Spora - the worm that is also ransomware

Behavior as a worm is similar to Dinihou and Gamarue

ZCryptor was already considered a combination of worm and ransomware because it uses an autorun.inf, but Spora goes one step further and uses similar techniques as Gamarue and Dinihou. The functionality of autorun.inf was deactivated seven years ago with an update under Windows XP and Windows Vista and removed in Windows 7. As a result, this type of storage media distribution is no longer effective for malware. Instead, like Dinihou and Gamarue, Spora relies on the use of shortcuts (file extension .LNK in Windows) to spread.

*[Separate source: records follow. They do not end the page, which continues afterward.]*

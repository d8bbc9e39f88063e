//! Wavefront OBJ importer

use crate::types::{ImportResult, ImportedMaterial, ImportedMesh, TextureRef};
use lumen_core::{LumenError, Result};
use std::path::Path;

/// Import an OBJ file and its MTL library.
///
/// A missing or broken material library is not fatal: the submeshes fall
/// back to the default material.
pub fn import_obj<P: AsRef<Path>>(path: P) -> Result<ImportResult> {
    let path = path.as_ref();
    let (models, materials) = tobj::load_obj(
        path,
        &tobj::LoadOptions {
            single_index: true,
            triangulate: true,
            ..Default::default()
        },
    )
    .map_err(|e| LumenError::mesh_load(path, e))?;

    let base_dir = path.parent().unwrap_or_else(|| Path::new("."));
    let materials = match materials {
        Ok(materials) => materials
            .into_iter()
            .map(|m| convert_material(m, base_dir))
            .collect(),
        Err(e) => {
            log::warn!("{}: material library not loaded: {}", path.display(), e);
            Vec::new()
        }
    };

    let mut meshes = Vec::with_capacity(models.len());
    for model in models {
        let mesh = model.mesh;
        if mesh.positions.is_empty() {
            continue;
        }
        let mut imported = ImportedMesh {
            name: model.name,
            positions: mesh.positions.chunks_exact(3).map(|c| [c[0], c[1], c[2]]).collect(),
            normals: mesh.normals.chunks_exact(3).map(|c| [c[0], c[1], c[2]]).collect(),
            uvs: mesh.texcoords.chunks_exact(2).map(|c| [c[0], c[1]]).collect(),
            tangents: Vec::new(),
            bitangents: Vec::new(),
            indices: mesh.indices,
            material_index: mesh.material_id.filter(|&i| i < materials.len()),
        };
        imported.complete_attributes();
        meshes.push(imported);
    }

    if meshes.is_empty() {
        return Err(LumenError::mesh_load(path, "no geometry found"));
    }

    Ok(ImportResult {
        name: path
            .file_stem()
            .and_then(|n| n.to_str())
            .unwrap_or("unnamed")
            .to_string(),
        meshes,
        textures: Vec::new(),
        materials,
    })
}

fn convert_material(material: tobj::Material, base_dir: &Path) -> ImportedMaterial {
    let defaults = ImportedMaterial::default();
    let texture = |name: Option<String>| {
        name.filter(|n| !n.is_empty())
            .map(|n| TextureRef::File(base_dir.join(n)))
    };
    ImportedMaterial {
        name: material.name,
        kd: material.diffuse.unwrap_or(defaults.kd),
        ks: material.specular.unwrap_or(defaults.ks),
        shininess: material.shininess.unwrap_or(defaults.shininess),
        transparency: material.dissolve.unwrap_or(defaults.transparency),
        diffuse_texture: texture(material.diffuse_texture),
        normal_texture: texture(material.normal_texture),
    }
}

#[cfg(test)]
mod tests {
    use super::*;

    fn temp_dir() -> std::path::PathBuf {
        let dir = std::env::temp_dir().join(format!(
            "lumen_obj_test_{}_{}",
            std::process::id(),
            std::time::SystemTime::now()
                .duration_since(std::time::UNIX_EPOCH)
                .unwrap()
                .as_nanos()
        ));
        std::fs::create_dir_all(&dir).unwrap();
        dir
    }

    const QUAD_OBJ: &str = "\
mtllib quad.mtl
o quad
v 0 0 0
v 1 0 0
v 1 1 0
v 0 1 0
vt 0 0
vt 1 0
vt 1 1
vt 0 1
usemtl red
f 1/1 2/2 3/3 4/4
";

    const QUAD_MTL: &str = "\
newmtl red
Kd 1.0 0.0 0.0
Ks 0.5 0.5 0.5
Ns 32
d 0.75
map_Kd bricks.png
";

    #[test]
    fn quad_with_material_imports() {
        let dir = temp_dir();
        std::fs::write(dir.join("quad.obj"), QUAD_OBJ).unwrap();
        std::fs::write(dir.join("quad.mtl"), QUAD_MTL).unwrap();

        let result = import_obj(dir.join("quad.obj")).unwrap();
        assert_eq!(result.meshes.len(), 1);
        let mesh = &result.meshes[0];
        assert_eq!(mesh.indices.len(), 6);
        assert!(mesh.has_texture_coords());
        assert_eq!(mesh.tangents.len(), mesh.positions.len());
        assert_eq!(mesh.normals.len(), mesh.positions.len());

        let material = result.material_for(mesh).unwrap();
        assert_eq!(material.kd, [1.0, 0.0, 0.0]);
        assert_eq!(material.shininess, 32.0);
        assert_eq!(material.transparency, 0.75);
        assert_eq!(material.diffuse_texture, Some(TextureRef::File(dir.join("bricks.png"))));

        let _ = std::fs::remove_dir_all(&dir);
    }

    #[test]
    fn missing_material_library_falls_back() {
        let dir = temp_dir();
        std::fs::write(dir.join("quad.obj"), QUAD_OBJ).unwrap();

        let result = import_obj(dir.join("quad.obj")).unwrap();
        assert!(result.materials.is_empty());
        assert!(result.material_for(&result.meshes[0]).is_none());
        assert!(!result.meshes[0].normals.is_empty());

        let _ = std::fs::remove_dir_all(&dir);
    }
}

Spora now adds the file attribute "Hidden" to all files and folders on the desktop as well as the main directories of storage media and the system drive. These files and folders are no longer visible with the standard settings in Windows Explorer. In order not to arouse suspicion, Spora replaces the hidden elements with links of the same name with the same icons. When opened, the .LNK replacement files behave inconspicuously, but the malware is started in the background in addition to the original file. For example, the folder C: \ Windows is hidden and a file called C: \ Windows.lnk is created instead. This looks just like the real folder that you can see in the standard display under Windows.

The .LNK files use the following command to both open the original file and run the worm. If the original file is actually a folder, it will be displayed in Windows Explorer:

/ c explorer.exe "" & type ""> "%% tmp %% \ " & start "" "%% tmp %% \ "

The worm copies itself as a hidden file in the same directory as the .LNK files. The file name is generated from the CRC32 checksum of the VolumeSerialNumber. The result follows the pattern% 08x-% 04x-% 04x-% 02x% 02x-% 02x% 02x% 02x% 02 (see address 0x405492). This means that the name of the malicious file is, for example, a277a133-ecde-c0f5-1591-ab36e22428bb.exe).